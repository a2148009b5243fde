//! Unit execution primitives.
//!
//! A unit is the computation attached to a graph node. The graph hands it the
//! ordered payloads of the node's in-edges and routes whatever it returns onto
//! the node's out-edges. Units may keep internal state (learned parameters,
//! counters, caches) across calls; that state belongs to the unit, never to
//! the graph.
//!
//! # Example
//!
//! ```
//! use dagnet_unit::prelude::*;
//!
//! struct Accumulate {
//!     total: i64,
//! }
//!
//! impl Unit<i64> for Accumulate {
//!     fn forward(&mut self, inputs: Vec<i64>) -> Result<Output<i64>, UnitError> {
//!         self.total += inputs.iter().sum::<i64>();
//!         Ok(Output::Single(self.total))
//!     }
//! }
//!
//! let mut acc = Accumulate { total: 0 };
//! acc.forward(vec![1, 2]).unwrap();
//! assert_eq!(acc.forward(vec![3]).unwrap(), Output::Single(6));
//! ```

use core::marker::PhantomData;

use crate::output::Output;

/// Errors that can occur during unit execution.
#[derive(Debug, thiserror::Error)]
pub enum UnitError {
    /// The unit received a different number of inputs than it accepts.
    #[error("expected {expected} input(s), got {got}")]
    InputArity {
        /// Number of inputs the unit accepts.
        expected: usize,
        /// Number of inputs it received.
        got: usize,
    },

    /// The unit encountered an error during execution.
    #[error("execution error: {0}")]
    ExecutionError(String),

    /// An error raised by a nested component of the unit.
    #[error(transparent)]
    Other(Box<dyn core::error::Error + Send + Sync>),
}

impl UnitError {
    /// Wraps an arbitrary error as [`UnitError::Other`].
    pub fn other(err: impl core::error::Error + Send + Sync + 'static) -> Self {
        UnitError::Other(Box::new(err))
    }
}

/// A computational unit attached to a graph node.
///
/// Implementations receive the node's inputs as an ordered vector and return
/// either one value or an ordered sequence of values. The unit is invoked
/// through `&mut self`, so it may update internal state; the graph guarantees
/// it is never invoked concurrently.
///
/// Closures convert into units through [`IntoUnit`], so implementing this
/// trait by hand is only needed for stateful or reusable units.
pub trait Unit<V>: Send + 'static {
    /// Runs the unit on the given inputs.
    ///
    /// # Errors
    ///
    /// Returns [`UnitError`] if the inputs are unacceptable or the computation fails.
    fn forward(&mut self, inputs: Vec<V>) -> Result<Output<V>, UnitError>;

    /// Returns the unit's name for debugging and tracing.
    fn name(&self) -> &'static str {
        core::any::type_name::<Self>()
    }
}

/// Boxed type-erased unit.
///
/// This is the owned handle each graph node stores.
pub type BoxedUnit<V> = Box<dyn Unit<V>>;

/// Converts a type into a [`Unit`].
///
/// Implemented for every [`Unit`] and for closures taking `Vec<V>` and
/// returning either `Output<V>` or `Result<Output<V>, UnitError>`.
///
/// # Marker Types
///
/// The `Marker` type parameter keeps the blanket implementations apart; it is
/// always inferred.
pub trait IntoUnit<V, Marker>: Sized {
    /// The resulting unit type.
    type Unit: Unit<V>;

    /// Converts this into a unit.
    fn into_unit(self) -> Self::Unit;

    /// Converts this into a boxed, type-erased unit.
    fn into_boxed_unit(self) -> BoxedUnit<V> {
        Box::new(self.into_unit())
    }
}

/// Marker for types that already implement [`Unit`].
pub struct UnitMarker;

impl<V, U: Unit<V>> IntoUnit<V, UnitMarker> for U {
    type Unit = U;

    fn into_unit(self) -> Self::Unit {
        self
    }
}

/// Marker for infallible closures returning [`Output`].
pub struct FunctionMarker;

/// Marker for fallible closures returning `Result<Output, UnitError>`.
pub struct FallibleFunctionMarker;

/// A unit wrapping a closure.
///
/// Created via [`IntoUnit`] for closures.
pub struct FnUnit<F, Marker> {
    func: F,
    name: &'static str,
    _marker: PhantomData<fn() -> Marker>,
}

impl<F, Marker> FnUnit<F, Marker> {
    /// Creates a new closure unit with the given name.
    pub fn new(func: F, name: &'static str) -> Self {
        Self {
            func,
            name,
            _marker: PhantomData,
        }
    }
}

impl<V, F> IntoUnit<V, (FunctionMarker,)> for F
where
    F: FnMut(Vec<V>) -> Output<V> + Send + 'static,
{
    type Unit = FnUnit<F, (FunctionMarker,)>;

    fn into_unit(self) -> Self::Unit {
        FnUnit::new(self, core::any::type_name::<F>())
    }
}

impl<V, F> Unit<V> for FnUnit<F, (FunctionMarker,)>
where
    F: FnMut(Vec<V>) -> Output<V> + Send + 'static,
{
    fn forward(&mut self, inputs: Vec<V>) -> Result<Output<V>, UnitError> {
        Ok((self.func)(inputs))
    }

    fn name(&self) -> &'static str {
        self.name
    }
}

impl<V, F> IntoUnit<V, (FallibleFunctionMarker,)> for F
where
    F: FnMut(Vec<V>) -> Result<Output<V>, UnitError> + Send + 'static,
{
    type Unit = FnUnit<F, (FallibleFunctionMarker,)>;

    fn into_unit(self) -> Self::Unit {
        FnUnit::new(self, core::any::type_name::<F>())
    }
}

impl<V, F> Unit<V> for FnUnit<F, (FallibleFunctionMarker,)>
where
    F: FnMut(Vec<V>) -> Result<Output<V>, UnitError> + Send + 'static,
{
    fn forward(&mut self, inputs: Vec<V>) -> Result<Output<V>, UnitError> {
        (self.func)(inputs)
    }

    fn name(&self) -> &'static str {
        self.name
    }
}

################

Write the entries above out again, verbatim.

COMPLETED TASK:
repository a2148009b5243fde
//! Unit execution primitives.
//!
//! A unit is the computation attached to a graph node. The graph hands it the
//! ordered payloads of the node's in-edges and routes whatever it returns onto
//! the node's out-edges. Units may keep internal state (learned parameters,
//! counters, caches) across calls; that state belongs to the unit, never to
//! the graph.
//!
//! # Example
//!
//! ```
//! use dagnet_unit::prelude::*;
//!
//! struct Accumulate {
//!     total: i64,
//! }
//!
//! impl Unit<i64> for Accumulate {
//!     fn forward(&mut self, inputs: Vec<i64>) -> Result<Output<i64>, UnitError> {
//!         self.total += inputs.iter().sum::<i64>();
//!         Ok(Output::Single(self.total))
//!     }
//! }
//!
//! let mut acc = Accumulate { total: 0 };
//! acc.forward(vec![1, 2]).unwrap();
//! assert_eq!(acc.forward(vec![3]).unwrap(), Output::Single(6));
//! ```

use core::marker::PhantomData;

use crate::output::Output;

/// Errors that can occur during unit execution.
#[derive(Debug, thiserror::Error)]
pub enum UnitError {
    /// The unit received a different number of inputs than it accepts.
    #[error("expected {expected} input(s), got {got}")]
    InputArity {
        /// Number of inputs the unit accepts.
        expected: usize,
        /// Number of inputs it received.
        got: usize,
    },

    /// The unit encountered an error during execution.
    #[error("execution error: {0}")]
    ExecutionError(String),

    /// An error raised by a nested component of the unit.
    #[error(transparent)]
    Other(Box<dyn core::error::Error + Send + Sync>),
}

impl UnitError {
    /// Wraps an arbitrary error as [`UnitError::Other`].
    pub fn other(err: impl core::error::Error + Send + Sync + 'static) -> Self {
        UnitError::Other(Box::new(err))
    }
}

/// A computational unit attached to a graph node.
///
/// Implementations receive the node's inputs as an ordered vector and return
/// either one value or an ordered sequence of values. The unit is invoked
/// through `&mut self`, so it may update internal state; the graph guarantees
/// it is never invoked concurrently.
///
/// Closures convert into units through [`IntoUnit`], so implementing this
/// trait by hand is only needed for stateful or reusable units.
pub trait Unit<V>: Send + 'static {
    /// Runs the unit on the given inputs.
    ///
    /// # Errors
    ///
    /// Returns [`UnitError`] if the inputs are unacceptable or the computation fails.
    fn forward(&mut self, inputs: Vec<V>) -> Result<Output<V>, UnitError>;

    /// Returns the unit's name for debugging and tracing.
    fn name(&self) -> &'static str {
        core::any::type_name::<Self>()
    }
}

/// Boxed type-erased unit.
///
/// This is the owned handle each graph node stores.
pub type BoxedUnit<V> = Box<dyn Unit<V>>;

/// Converts a type into a [`Unit`].
///
/// Implemented for every [`Unit`] and for closures taking `Vec<V>` and
/// returning either `Output<V>` or `Result<Output<V>, UnitError>`.
///
/// # Marker Types
///
/// The `Marker` type parameter keeps the blanket implementations apart; it is
/// always inferred.
pub trait IntoUnit<V, Marker>: Sized {
    /// The resulting unit type.
    type Unit: Unit<V>;

    /// Converts this into a unit.
    fn into_unit(self) -> Self::Unit;

    /// Converts this into a boxed, type-erased unit.
    fn into_boxed_unit(self) -> BoxedUnit<V> {
        Box::new(self.into_unit())
    }
}

/// Marker for types that already implement [`Unit`].
pub struct UnitMarker;

impl<V, U: Unit<V>> IntoUnit<V, UnitMarker> for U {
    type Unit = U;

    fn into_unit(self) -> Self::Unit {
        self
    }
}

/// Marker for infallible closures returning [`Output`].
pub struct FunctionMarker;

/// Marker for fallible closures returning `Result<Output, UnitError>`.
pub struct FallibleFunctionMarker;

/// A unit wrapping a closure.
///
/// Created via [`IntoUnit`] for closures.
pub struct FnUnit<F, Marker> {
    func: F,
    name: &'static str,
    _marker: PhantomData<fn() -> Marker>,
}

impl<F, Marker> FnUnit<F, Marker> {
    /// Creates a new closure unit with the given name.
    pub fn new(func: F, name: &'static str) -> Self {
        Self {
            func,
            name,
            _marker: PhantomData,
        }
    }
}

impl<V, F> IntoUnit<V, (FunctionMarker,)> for F
where
    F: FnMut(Vec<V>) -> Output<V> + Send + 'static,
{
    type Unit = FnUnit<F, (FunctionMarker,)>;

    fn into_unit(self) -> Self::Unit {
        FnUnit::new(self, core::any::type_name::<F>())
    }
}

impl<V, F> Unit<V> for FnUnit<F, (FunctionMarker,)>
where
    F: FnMut(Vec<V>) -> Output<V> + Send + 'static,
{
    fn forward(&mut self, inputs: Vec<V>) -> Result<Output<V>, UnitError> {
        Ok((self.func)(inputs))
    }

    fn name(&self) -> &'static str {
        self.name
    }
}

impl<V, F> IntoUnit<V, (FallibleFunctionMarker,)> for F
where
    F: FnMut(Vec<V>) -> Result<Output<V>, UnitError> + Send + 'static,
{
    type Unit = FnUnit<F, (FallibleFunctionMarker,)>;

    fn into_unit(self) -> Self::Unit {
        FnUnit::new(self, core::any::type_name::<F>())
    }
}

impl<V, F> Unit<V> for FnUnit<F, (FallibleFunctionMarker,)>
where
    F: FnMut(Vec<V>) -> Result<Output<V>, UnitError> + Send + 'static,
{
    fn forward(&mut self, inputs: Vec<V>) -> Result<Output<V>, UnitError> {
        (self.func)(inputs)
    }

    fn name(&self) -> &'static str {
        self.name
    }
}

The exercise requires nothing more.